Безусловно, когда после многолетней череды конкретизирующих, выбрасывающих, использующихся как испражнения снов пациенты начинают приносить так называемые «хорошие сновидения», являющиеся частью психической работы по разрешению конфликтов, это не может не приносить удовлетворения, но работа по формированию символического мышления пациента и работа по анализу переноса-контрпереноса с появлением таких снов только начинается. Психоанализ никогда не бывают процессом линейным, и появившаяся способность пациента к символическому мышлению и способность видеть сны может утрачиваться в разные моменты аналитической работы. Мне же было важно поразмышлять на тему как способность пациента видеть сны влияет на формирование символического мышления и переноса и как формирование символического мышления и переноса влияет на способность пациента видеть сны.

Литература

Виталий Зимин «Видеть чужие сны» (Неопубликованный доклад, 2012)

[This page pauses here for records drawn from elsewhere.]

//! Anthropic Messages API adapter.

use std::time::Duration;

use async_trait::async_trait;
use pipeline::alignment::AlignmentFinding;
use pipeline::ports::{
    DelegateError, GenerateRequest, Generated, JudgeRequest, Judgement, LlmProvider,
};
use pipeline::{DelegateId, RetryPolicy, TokenCost, TokenCount};
use reqwest::{header, Client, Response, StatusCode};
use serde::{Deserialize, Serialize};
use serde_json::Value;
use tracing::{debug, instrument, warn};

use crate::extract::extract_json_object;
use crate::prompt::{generation_prompt, judge_prompt, Prompt};
use crate::LlmError;

const DEFAULT_BASE_URL: &str = "https://api.anthropic.com";
const DEFAULT_API_VERSION: &str = "2023-06-01";

/// USD per million tokens.
#[derive(Debug, Clone, Copy, PartialEq, Serialize, Deserialize)]
pub struct Pricing {
    pub input_per_mtok: f64,
    pub output_per_mtok: f64,
}

impl Default for Pricing {
    fn default() -> Self {
        Self {
            input_per_mtok: 3.0,
            output_per_mtok: 15.0,
        }
    }
}

impl Pricing {
    /// Cost of a call with the given token usage.
    pub fn cost(&self, input_tokens: u64, output_tokens: u64) -> TokenCost {
        let micros = (input_tokens as f64 * self.input_per_mtok
            + output_tokens as f64 * self.output_per_mtok)
            .max(0.0);
        // Per-million-token prices times token counts are micro-dollars.
        TokenCost::from_micros(micros.ceil() as u64)
    }

    /// Largest output that keeps a call with `input_tokens` under `ceiling`.
    pub fn output_tokens_within(&self, ceiling: TokenCost, input_tokens: u64) -> u64 {
        if self.output_per_mtok <= 0.0 {
            return u64::MAX;
        }
        let left = ceiling.as_micros() as f64 - input_tokens as f64 * self.input_per_mtok;
        (left / self.output_per_mtok).floor().max(0.0) as u64
    }
}

/// Connection and model settings.
#[derive(Debug, Clone, PartialEq, Serialize, Deserialize)]
#[serde(default)]
pub struct AnthropicConfig {
    #[serde(skip_serializing)]
    pub api_key: String,
    pub base_url: String,
    pub api_version: String,
    pub model: String,
    pub max_tokens: u32,
    pub timeout_secs: u64,
    pub pricing: Pricing,
}

impl Default for AnthropicConfig {
    fn default() -> Self {
        Self {
            api_key: String::new(),
            base_url: DEFAULT_BASE_URL.to_string(),
            api_version: DEFAULT_API_VERSION.to_string(),
            model: "claude-sonnet-4-5".to_string(),
            max_tokens: 8192,
            timeout_secs: 300,
            pricing: Pricing::default(),
        }
    }
}

pub struct AnthropicProvider {
    client: Client,
    config: AnthropicConfig,
    identity: DelegateId,
}

impl AnthropicProvider {
    pub fn new(config: AnthropicConfig) -> Result<Self, LlmError> {
        if config.api_key.trim().is_empty() {
            return Err(LlmError::Config("Anthropic API key is not set".into()));
        }
        let identity = DelegateId::new(format!("anthropic:{}", config.model))
            .ok_or_else(|| LlmError::Config("model name is empty".into()))?;
        let client = Client::builder()
            .timeout(Duration::from_secs(config.timeout_secs))
            .build()
            .map_err(|e| LlmError::Config(format!("failed to create HTTP client: {e}")))?;
        Ok(Self {
            client,
            config,
            identity,
        })
    }

    fn messages_url(&self) -> String {
        format!("{}/v1/messages", self.config.base_url.trim_end_matches('/'))
    }

    /// Sends one prompt and returns the reply text with its cost.
    async fn complete(&self, prompt: Prompt, ceiling: TokenCost) -> Result<Reply, DelegateError> {
        // Rough prompt size: four characters per token.
        let estimated_input = ((prompt.system.len() + prompt.user.len()) / 4) as u64;
        let max_tokens = if ceiling.is_zero() {
            self.config.max_tokens
        } else {
            let affordable = self
                .config
                .pricing
                .output_tokens_within(ceiling, estimated_input);
            if affordable == 0 {
                return Err(DelegateError::Rejected {
                    message: format!("cost ceiling {ceiling} does not cover the prompt"),
                });
            }
            self.config.max_tokens.min(affordable.min(u64::from(u32::MAX)) as u32)
        };

        let body = MessagesRequest {
            model: &self.config.model,
            max_tokens,
            system: &prompt.system,
            messages: vec![Message {
                role: "user",
                content: &prompt.user,
            }],
        };
        let response = self
            .client
            .post(self.messages_url())
            .header("x-api-key", &self.config.api_key)
            .header("anthropic-version", &self.config.api_version)
            .header(header::CONTENT_TYPE, "application/json")
            .json(&body)
            .send()
            .await
            .map_err(transport_error)?;

        if !response.status().is_success() {
            return Err(error_response(response).await);
        }
        let parsed: MessagesResponse = response.json().await.map_err(transport_error)?;
        let cost = self
            .config
            .pricing
            .cost(parsed.usage.input_tokens, parsed.usage.output_tokens);
        let text = parsed
            .content
            .iter()
            .filter(|block| block.kind == "text")
            .filter_map(|block| block.text.as_deref())
            .collect::<Vec<_>>()
            .join("");
        debug!(
            input_tokens = parsed.usage.input_tokens,
            output_tokens = parsed.usage.output_tokens,
            cost = %cost,
            stop_reason = parsed.stop_reason.as_deref().unwrap_or("unknown"),
            "Anthropic call complete"
        );
        Ok(Reply {
            text,
            cost,
            tokens: TokenCount::new(parsed.usage.input_tokens + parsed.usage.output_tokens),
            truncated: parsed.stop_reason.as_deref() == Some("max_tokens"),
        })
    }
}

struct Reply {
    text: String,
    cost: TokenCost,
    tokens: TokenCount,
    truncated: bool,
}

impl Reply {
    fn json(&self) -> Result<Value, DelegateError> {
        extract_json_object(&self.text).ok_or_else(|| DelegateError::InvalidOutput {
            message: if self.truncated {
                "reply was cut off at the token limit before the JSON object was complete".into()
            } else {
                "reply did not contain a JSON object".into()
            },
            cost: self.cost,
        })
    }
}

#[async_trait]
impl LlmProvider for AnthropicProvider {
    fn identity(&self) -> DelegateId {
        self.identity.clone()
    }

    #[instrument(skip_all, fields(node = %request.node, model = %self.config.model))]
    async fn generate(&self, request: GenerateRequest) -> Result<Generated, DelegateError> {
        let reply = self
            .complete(generation_prompt(&request), request.cost_ceiling)
            .await?;
        let output = reply.json()?;
        Ok(Generated {
            output,
            cost: reply.cost,
            tokens: reply.tokens,
        })
    }

    #[instrument(skip_all, fields(node = %request.node, model = %self.config.model))]
    async fn judge(&self, request: JudgeRequest) -> Result<Judgement, DelegateError> {
        let reply = self
            .complete(judge_prompt(&request), request.cost_ceiling)
            .await?;
        let answer = reply.json()?;
        parse_judgement(&answer, reply.cost)
    }
}

/// Reads a judge answer. A missing verdict or score is `None`, which callers
/// treat as "no usable answer"; malformed findings make the answer invalid.
pub fn parse_judgement(answer: &Value, cost: TokenCost) -> Result<Judgement, DelegateError> {
    let findings = match answer.get("findings") {
        None | Some(Value::Null) => Vec::new(),
        Some(findings) => serde_json::from_value::<Vec<AlignmentFinding>>(findings.clone())
            .map_err(|e| DelegateError::InvalidOutput {
                message: format!("judge findings are malformed: {e}"),
                cost,
            })?,
    };
    Ok(Judgement {
        verdict: answer.get("verdict").and_then(Value::as_bool),
        score: answer.get("score").and_then(Value::as_f64),
        findings,
        cost,
    })
}

fn transport_error(error: reqwest::Error) -> DelegateError {
    let retryable = error.is_timeout() || error.is_connect() || error.is_request();
    DelegateError::Transport {
        message: error.to_string(),
        policy: if retryable {
            RetryPolicy::Retryable { after: None }
        } else {
            RetryPolicy::NonRetryable
        },
    }
}

async fn error_response(response: Response) -> DelegateError {
    let status = response.status();
    let retry_after = response
        .headers()
        .get(header::RETRY_AFTER)
        .and_then(|value| value.to_str().ok())
        .and_then(parse_retry_after);
    let body = response.text().await.unwrap_or_default();
    let message = serde_json::from_str::<ApiError>(&body)
        .map(|error| error.error.message)
        .unwrap_or(body);
    classify_status(status, retry_after, message)
}

/// Maps an HTTP error status onto the delegate error taxonomy.
pub fn classify_status(status: StatusCode, retry_after: Option<Duration>, message: String) -> DelegateError {
    let message = format!("HTTP {}: {message}", status.as_u16());
    match status.as_u16() {
        408 | 409 | 429 | 500..=599 => {
            warn!(status = status.as_u16(), ?retry_after, "Anthropic call failed transiently");
            DelegateError::Transport {
                message,
                policy: RetryPolicy::Retryable { after: retry_after },
            }
        }
        _ => DelegateError::Rejected { message },
    }
}

/// `Retry-After` in delta-seconds. HTTP dates are not used by this API.
pub fn parse_retry_after(value: &str) -> Option<Duration> {
    let seconds: f64 = value.trim().parse().ok()?;
    (seconds.is_finite() && seconds >= 0.0).then(|| Duration::from_secs_f64(seconds))
}

// ---------------------------------------------------------------------------
// Wire types
// ---------------------------------------------------------------------------

#[derive(Serialize)]
struct MessagesRequest<'a> {
    model: &'a str,
    max_tokens: u32,
    system: &'a str,
    messages: Vec<Message<'a>>,
}

#[derive(Serialize)]
struct Message<'a> {
    role: &'a str,
    content: &'a str,
}

#[derive(Deserialize)]
struct MessagesResponse {
    #[serde(default)]
    content: Vec<ContentBlock>,
    #[serde(default)]
    stop_reason: Option<String>,
    usage: Usage,
}

#[derive(Deserialize)]
struct ContentBlock {
    #[serde(rename = "type")]
    kind: String,
    #[serde(default)]
    text: Option<String>,
}

#[derive(Deserialize)]
struct Usage {
    input_tokens: u64,
    output_tokens: u64,
}

#[derive(Deserialize)]
struct ApiError {
    error: ApiErrorBody,
}

#[derive(Deserialize)]
struct ApiErrorBody {
    message: String,
}
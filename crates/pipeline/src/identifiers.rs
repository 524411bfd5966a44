//! Identifier newtypes.
//!
//! Node and edge names are both strings, as are delegate and service names;
//! giving each its own type keeps them from being passed for one another.

use serde::{Deserialize, Serialize};
use uuid::Uuid;

/// Declares non-empty string identifiers. Each gets `new` (`None` when
/// empty), `as_str`, `Display` and `Borrow<str>` so maps keyed by the
/// identifier can be queried with a plain name.
macro_rules! string_id {
    ($($(#[$attr:meta])* $name:ident),+ $(,)?) => {$(
        $(#[$attr])*
        #[derive(Debug, Clone, PartialEq, Eq, PartialOrd, Ord, Hash, Serialize, Deserialize)]
        #[serde(transparent)]
        pub struct $name(String);

        impl $name {
            pub fn new(value: impl Into<String>) -> Option<Self> {
                let value = value.into();
                (!value.is_empty()).then_some(Self(value))
            }

            pub fn as_str(&self) -> &str {
                &self.0
            }
        }

        impl std::fmt::Display for $name {
            fn fmt(&self, f: &mut std::fmt::Formatter<'_>) -> std::fmt::Result {
                f.write_str(&self.0)
            }
        }

        impl std::borrow::Borrow<str> for $name {
            fn borrow(&self) -> &str {
                &self.0
            }
        }
    )+};
}

/// Declares identifiers assigned as integers by the work-item tracker.
macro_rules! tracker_id {
    ($($(#[$attr:meta])* $name:ident),+ $(,)?) => {$(
        $(#[$attr])*
        #[derive(Debug, Clone, Copy, PartialEq, Eq, PartialOrd, Ord, Hash, Serialize, Deserialize)]
        #[serde(transparent)]
        pub struct $name(u64);

        impl $name {
            pub fn new(value: u64) -> Self {
                Self(value)
            }

            pub fn as_u64(self) -> u64 {
                self.0
            }
        }

        impl std::fmt::Display for $name {
            fn fmt(&self, f: &mut std::fmt::Formatter<'_>) -> std::fmt::Result {
                write!(f, "{}", self.0)
            }
        }
    )+};
}

string_id! {
    /// Unique node name within one graph.
    NodeId,
    /// Unique edge name within one graph.
    EdgeId,
    /// Name of a graph description, e.g. `"default"`.
    PipelineName,
    /// Provider and model of an LLM delegate, e.g. `"anthropic:claude-sonnet-4-5"`.
    /// Alignment compares judge and producer identities to detect self-judging.
    DelegateId,
    /// Key of a domain service in the `[services]` configuration table.
    DomainServiceName,
    /// Repository-relative path of an artifact.
    ArtifactPath,
}

tracker_id! {
    /// The work item a run belongs to.
    WorkItemId,
    /// A work item created by a spawning node.
    SubWorkItemId,
}

/// One pipeline run. Every invocation of the engine for the same run reloads
/// its snapshot under this id.
#[derive(Debug, Clone, Copy, PartialEq, Eq, Hash, Serialize, Deserialize)]
#[serde(transparent)]
pub struct PipelineRunId(Uuid);

impl PipelineRunId {
    pub fn new_random() -> Self {
        Self(Uuid::new_v4())
    }
}

impl std::fmt::Display for PipelineRunId {
    fn fmt(&self, f: &mut std::fmt::Formatter<'_>) -> std::fmt::Result {
        self.0.fmt(f)
    }
}

impl std::str::FromStr for PipelineRunId {
    type Err = uuid::Error;

    fn from_str(s: &str) -> Result<Self, Self::Err> {
        Uuid::parse_str(s).map(Self)
    }
}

Томас Огден «Мечты и интерпретации.» («Класс» 2001)

Д. Спаньярд «Значение явного содержания сновидения для его интерпретации.» в книге под редакцией Сары Фландерс «Современная теория сновидений» Аст, Рефл-бук 1999

Bion, W. R. (1962) “Learning from Experience.” London: Heinemann.

Khan, M. M. R. (1962). “Dream psychology and the evolution of the psychoanalytic situation.” International Journal of Psychoanalysis

Sarah Flanders “The dream space, the analytic situation and the eating disorder: clinging to the concrete.” (“Dreaming and Thinking” edited by Rosine Josef Perelberg, Karnac, reprinted in 2003)

Peter Fonagy “Dreams of borderline patients.” (“Dreaming and Thinking” edited by Rosine Josef Perelberg, Karnac, reprinted in 2003)

Freud, S. (1932) “New Introductory Lectures on Psychoanalysis.”

Victor Sedlak “The dream space and counter-transference” (“Dreaming and Thinking” edited by Rosine Josef Perelberg, Karnac, reprinted in 2003)

Segal, H. (1981) “The function of dreams” In: J. S. Grotstein (Ed.)